Time is of the essence of this Note. To the extent permitted by applicable
law, a late charge equal to 5% will be assessed on any monthly principal or
interest payment due pursuant to this Note that is not made when due to cover
additional expenses incident to the handling and processing of delinquent
payments. In the event that the Company (a) fails to make any payment required
under this Note as provided herein and such failure continues for a period of
five days after written notice, (b) is in default under the Trade Terms
Agreement, dated May 11, 1999, between the Company and Xxxxxx, (c) experiences a
"change in control," meaning the closing of a transaction after which (i)

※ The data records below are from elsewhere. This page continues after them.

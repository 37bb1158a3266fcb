//! Event Bus for broadcasting session events to subscribers
//!
//! Uses tokio broadcast channel for pub/sub pattern.

use std::sync::atomic::{AtomicUsize, Ordering};
use std::sync::Arc;

use log::debug;
use tokio::sync::broadcast;

use super::events::{EventMessage, SessionEvent};

/// Default channel capacity
const DEFAULT_CAPACITY: usize = 256;

/// Event bus for broadcasting events to all subscribers
#[derive(Clone)]
pub struct EventBus {
    sender: broadcast::Sender<EventMessage>,
    subscriber_count: Arc<AtomicUsize>,
}

impl EventBus {
    pub fn new() -> Self {
        Self::with_capacity(DEFAULT_CAPACITY)
    }

    pub fn with_capacity(capacity: usize) -> Self {
        let (sender, _) = broadcast::channel(capacity);
        Self {
            sender,
            subscriber_count: Arc::new(AtomicUsize::new(0)),
        }
    }

    /// Publish an event to all subscribers.
    ///
    /// Having no subscribers is normal (headless use); the event is dropped.
    pub fn publish(&self, event: SessionEvent) {
        let event_type = event.event_type();
        match self.sender.send(EventMessage::new(event)) {
            Ok(count) => {
                debug!("Event published: type={}, subscribers={}", event_type, count);
            }
            Err(_) => {
                debug!("Event published (no subscribers): type={}", event_type);
            }
        }
    }

    /// Subscribe to receive events
    pub fn subscribe(&self) -> EventSubscriber {
        let receiver = self.sender.subscribe();
        self.subscriber_count.fetch_add(1, Ordering::SeqCst);
        EventSubscriber {
            receiver,
            subscriber_count: self.subscriber_count.clone(),
        }
    }

    pub fn subscriber_count(&self) -> usize {
        self.subscriber_count.load(Ordering::SeqCst)
    }
}

impl Default for EventBus {
    fn default() -> Self {
        Self::new()
    }
}

/// Receiving end of the bus
pub struct EventSubscriber {
    receiver: broadcast::Receiver<EventMessage>,
    subscriber_count: Arc<AtomicUsize>,
}

impl EventSubscriber {
    /// Wait for the next event. `None` when the bus is gone or this
    /// subscriber lagged past the channel capacity.
    pub async fn recv(&mut self) -> Option<EventMessage> {
        loop {
            match self.receiver.recv().await {
                Ok(message) => return Some(message),
                Err(broadcast::error::RecvError::Lagged(skipped)) => {
                    debug!("Event subscriber lagged, skipped {} events", skipped);
                    continue;
                }
                Err(broadcast::error::RecvError::Closed) => return None,
            }
        }
    }
}

impl Drop for EventSubscriber {
    fn drop(&mut self) {
        self.subscriber_count.fetch_sub(1, Ordering::SeqCst);
    }
}

/// Thread-safe shared event bus
pub type SharedEventBus = Arc<EventBus>;

pub fn create_event_bus() -> SharedEventBus {
    Arc::new(EventBus::new())
}

// ── Tests ──────────────────────────────────────────────────────
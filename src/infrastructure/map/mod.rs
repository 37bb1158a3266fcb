//! In-memory map backend for development and testing
//!
//! Tracks containers, live map instances and their marker sets without any
//! real tile rendering, mirroring exactly the state a DOM-bound renderer
//! would hold. The probe binary and the test suite both drive sessions
//! against it.

use std::collections::HashMap;

use dashmap::DashMap;

use crate::domain::{Coordinate, DiscoveryError, DiscoveryResult, GeoBounds};
use crate::map::backend::{MapBackend, MapInstanceId, Viewport};
use crate::map::marker::{Marker, MarkerId};

/// Observable state of one live map instance.
#[derive(Debug, Clone)]
pub struct MapState {
    pub container_id: String,
    pub viewport: Viewport,
    pub markers: HashMap<MarkerId, Coordinate>,
    /// Last bounds passed to `fit_bounds`, padding included
    pub fitted: Option<GeoBounds>,
}

/// Backend holding everything in `DashMap`s.
pub struct InMemoryMapBackend {
    containers: DashMap<String, ()>,
    maps: DashMap<MapInstanceId, MapState>,
}

impl InMemoryMapBackend {
    pub fn new() -> Self {
        Self {
            containers: DashMap::new(),
            maps: DashMap::new(),
        }
    }

    /// Declare that a container exists, as mounting a view would.
    pub fn register_container(&self, container_id: impl Into<String>) {
        self.containers.insert(container_id.into(), ());
    }

    /// Remove a container, as tearing a view down would. Maps bound to it
    /// stay alive until destroyed; that leak is precisely what the session
    /// registry exists to prevent.
    pub fn unregister_container(&self, container_id: &str) {
        self.containers.remove(container_id);
    }

    pub fn live_map_count(&self) -> usize {
        self.maps.len()
    }

    pub fn map_for_container(&self, container_id: &str) -> Option<MapInstanceId> {
        self.maps
            .iter()
            .find(|entry| entry.value().container_id == container_id)
            .map(|entry| *entry.key())
    }

    pub fn map_state(&self, map: MapInstanceId) -> Option<MapState> {
        self.maps.get(&map).map(|entry| entry.value().clone())
    }

    pub fn marker_count(&self, map: MapInstanceId) -> usize {
        self.maps
            .get(&map)
            .map(|entry| entry.value().markers.len())
            .unwrap_or(0)
    }
}

impl Default for InMemoryMapBackend {
    fn default() -> Self {
        Self::new()
    }
}

impl MapBackend for InMemoryMapBackend {
    fn create_map(
        &self,
        container_id: &str,
        center: Coordinate,
        zoom: u8,
    ) -> DiscoveryResult<MapInstanceId> {
        if !self.containers.contains_key(container_id) {
            return Err(DiscoveryError::MapContainerMissing(
                container_id.to_string(),
            ));
        }
        let id = MapInstanceId::new();
        self.maps.insert(
            id,
            MapState {
                container_id: container_id.to_string(),
                viewport: Viewport { center, zoom },
                markers: HashMap::new(),
                fitted: None,
            },
        );
        Ok(id)
    }

    fn destroy_map(&self, map: MapInstanceId) {
        self.maps.remove(&map);
    }

    fn place_marker(&self, map: MapInstanceId, marker: &Marker) {
        if let Some(mut state) = self.maps.get_mut(&map) {
            state.markers.insert(marker.id, marker.position);
        }
    }

    fn remove_marker(&self, map: MapInstanceId, marker: MarkerId) {
        if let Some(mut state) = self.maps.get_mut(&map) {
            state.markers.remove(&marker);
        }
    }

    fn set_view(&self, map: MapInstanceId, center: Coordinate, zoom: u8) {
        if let Some(mut state) = self.maps.get_mut(&map) {
            state.viewport = Viewport { center, zoom };
        }
    }

    fn fit_bounds(&self, map: MapInstanceId, bounds: GeoBounds) {
        if let Some(mut state) = self.maps.get_mut(&map) {
            state.viewport.center = bounds.center();
            state.fitted = Some(bounds);
        }
    }
}

// ── Tests ──────────────────────────────────────────────────────

#[cfg(test)]
mod tests {
    use super::*;

    fn center() -> Coordinate {
        Coordinate::new(48.8566, 2.3522).unwrap()
    }

    #[test]
    fn create_requires_a_registered_container() {
        let backend = InMemoryMapBackend::new();
        assert!(matches!(
            backend.create_map("map", center(), 13),
            Err(DiscoveryError::MapContainerMissing(_))
        ));

        backend.register_container("map");
        let map = backend.create_map("map", center(), 13).unwrap();
        assert_eq!(backend.live_map_count(), 1);
        assert_eq!(backend.map_for_container("map"), Some(map));
    }

    #[test]
    fn markers_follow_place_and_remove() {
        let backend = InMemoryMapBackend::new();
        backend.register_container("map");
        let map = backend.create_map("map", center(), 13).unwrap();

        let marker = Marker::user(center(), None);
        backend.place_marker(map, &marker);
        assert_eq!(backend.marker_count(map), 1);

        backend.remove_marker(map, marker.id);
        assert_eq!(backend.marker_count(map), 0);
    }

    #[test]
    fn mutating_a_destroyed_map_is_ignored() {
        let backend = InMemoryMapBackend::new();
        backend.register_container("map");
        let map = backend.create_map("map", center(), 13).unwrap();
        backend.destroy_map(map);

        backend.place_marker(map, &Marker::user(center(), None));
        backend.set_view(map, center(), 15);
        assert_eq!(backend.live_map_count(), 0);
    }

    #[test]
    fn fit_bounds_recenters_the_viewport() {
        let backend = InMemoryMapBackend::new();
        backend.register_container("map");
        let map = backend.create_map("map", center(), 13).unwrap();

        let bounds = GeoBounds {
            south: 48.0,
            west: 2.0,
            north: 50.0,
            east: 4.0,
        };
        backend.fit_bounds(map, bounds);

        let state = backend.map_state(map).unwrap();
        assert_eq!(state.fitted, Some(bounds));
        assert!((state.viewport.center.latitude() - 49.0).abs() < 1e-9);
        assert!((state.viewport.center.longitude() - 3.0).abs() < 1e-9);
    }
}
//! Session events
//!
//! Everything the discovery session tells the outside world about its state
//! transitions, in the order they happen.

use chrono::{DateTime, Utc};
use serde::Serialize;
use uuid::Uuid;

use crate::domain::Coordinate;

/// Event types published by a discovery session
#[derive(Debug, Clone, Serialize)]
#[serde(tag = "type", content = "data")]
pub enum SessionEvent {
    /// Geolocation resolved (real fix or fallback)
    LocationResolved {
        coordinate: Coordinate,
        is_fallback: bool,
    },
    /// The search center was replaced
    CenterChanged { coordinate: Coordinate },
    /// The directory committed a fresh candidate set
    DirectoryRefreshed { count: usize },
    /// A directory fetch failed; the previous set is still shown
    DirectoryRefreshFailed { reason: String },
    /// One or more filter criteria changed
    FiltersChanged,
    /// The marker set was reconciled against the filtered subset
    MarkersReconciled { count: usize },
    /// A station was selected (marker click or list row)
    StationSelected { station_id: String },
    /// The reserve affordance in a popup was activated
    ReserveRequested {
        station_id: String,
        requires_login: bool,
    },
    /// The map session was torn down
    MapDisposed { container_id: String },
}

impl SessionEvent {
    /// Get the event type name
    pub fn event_type(&self) -> &'static str {
        match self {
            SessionEvent::LocationResolved { .. } => "location_resolved",
            SessionEvent::CenterChanged { .. } => "center_changed",
            SessionEvent::DirectoryRefreshed { .. } => "directory_refreshed",
            SessionEvent::DirectoryRefreshFailed { .. } => "directory_refresh_failed",
            SessionEvent::FiltersChanged => "filters_changed",
            SessionEvent::MarkersReconciled { .. } => "markers_reconciled",
            SessionEvent::StationSelected { .. } => "station_selected",
            SessionEvent::ReserveRequested { .. } => "reserve_requested",
            SessionEvent::MapDisposed { .. } => "map_disposed",
        }
    }
}

/// Envelope adding identity and time to an event
#[derive(Debug, Clone, Serialize)]
pub struct EventMessage {
    pub id: Uuid,
    pub timestamp: DateTime<Utc>,
    pub event: SessionEvent,
}

impl EventMessage {
    pub fn new(event: SessionEvent) -> Self {
        Self {
            id: Uuid::new_v4(),
            timestamp: Utc::now(),
            event,
        }
    }
}

// ── Tests ──────────────────────────────────────────────────────

#[cfg(test)]
mod tests {
    use super::*;

    #[test]
    fn event_types_are_stable() {
        let coordinate = Coordinate::new(48.85, 2.35).unwrap();
        assert_eq!(
            SessionEvent::LocationResolved {
                coordinate,
                is_fallback: true
            }
            .event_type(),
            "location_resolved"
        );
        assert_eq!(
            SessionEvent::DirectoryRefreshed { count: 3 }.event_type(),
            "directory_refreshed"
        );
        assert_eq!(SessionEvent::FiltersChanged.event_type(), "filters_changed");
    }

    #[test]
    fn serializes_with_type_tag() {
        let json = serde_json::to_value(SessionEvent::MarkersReconciled { count: 2 }).unwrap();
        assert_eq!(json["type"], "MarkersReconciled");
        assert_eq!(json["data"]["count"], 2);
    }
}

Company stockholders currently owning a majority of the Company's Class A Common
Stock, $.01 par value, fail to continue to own such majority or (ii) the
individuals
who are, as of the date of the issuance of this Note, members of the Company's
Board of Directors (or designees approved by them), cease to constitute at least
2/3 of the Company's Board of Directors, (d) is in default of any Senior
Indebtedness (defined below), with the result that the entire amount of such
indebtedness is immediately due and payable, (e) is in default under the Warrant
to Purchase Common Stock of the Company dated as of May 11, 1999, issued to
Xxxxxx, (f) is in default under the Registration Rights Agreement dated as of
May 11, 1999, by and between the Company and Xxxxxx, (g) is in default under its
trade indebtedness or any other payment or contractual obligation to Xxxxxx,
however evidenced or documented, or (h) files or has filed against it any
petition under any bankruptcy or insolvency law or for the appointment of a
receiver a general assignment for the benefit of creditors or (i) is in default,
or there occurs an event of default under the Senior Debt (subject to subsection
(ii) of the Section 2 of the Subordination Section below and notice of which
must be given to Xxxxxx as provided herein)(each a "default"), then the holder
may, subject to the limitations on remedies set forth in the subordination
section below, by notice in writing to the Company declare the entire unpaid
principal of this Note, together with the accrued interest thereon, and any
other amounts due thereunder, and all other amounts advanced by Xxxxxx to the
Company of any kind, including pursuant to any agreement described in this
paragraph, immediately due and payable. No failure by the holder to take action
with respect to any such default shall affect its subsequent rights to take
action with respect to the same or any other default. In the event of default
the Company agrees to pay all reasonable costs of collection, including
reasonable attorneys' fees to the extent allowed by law.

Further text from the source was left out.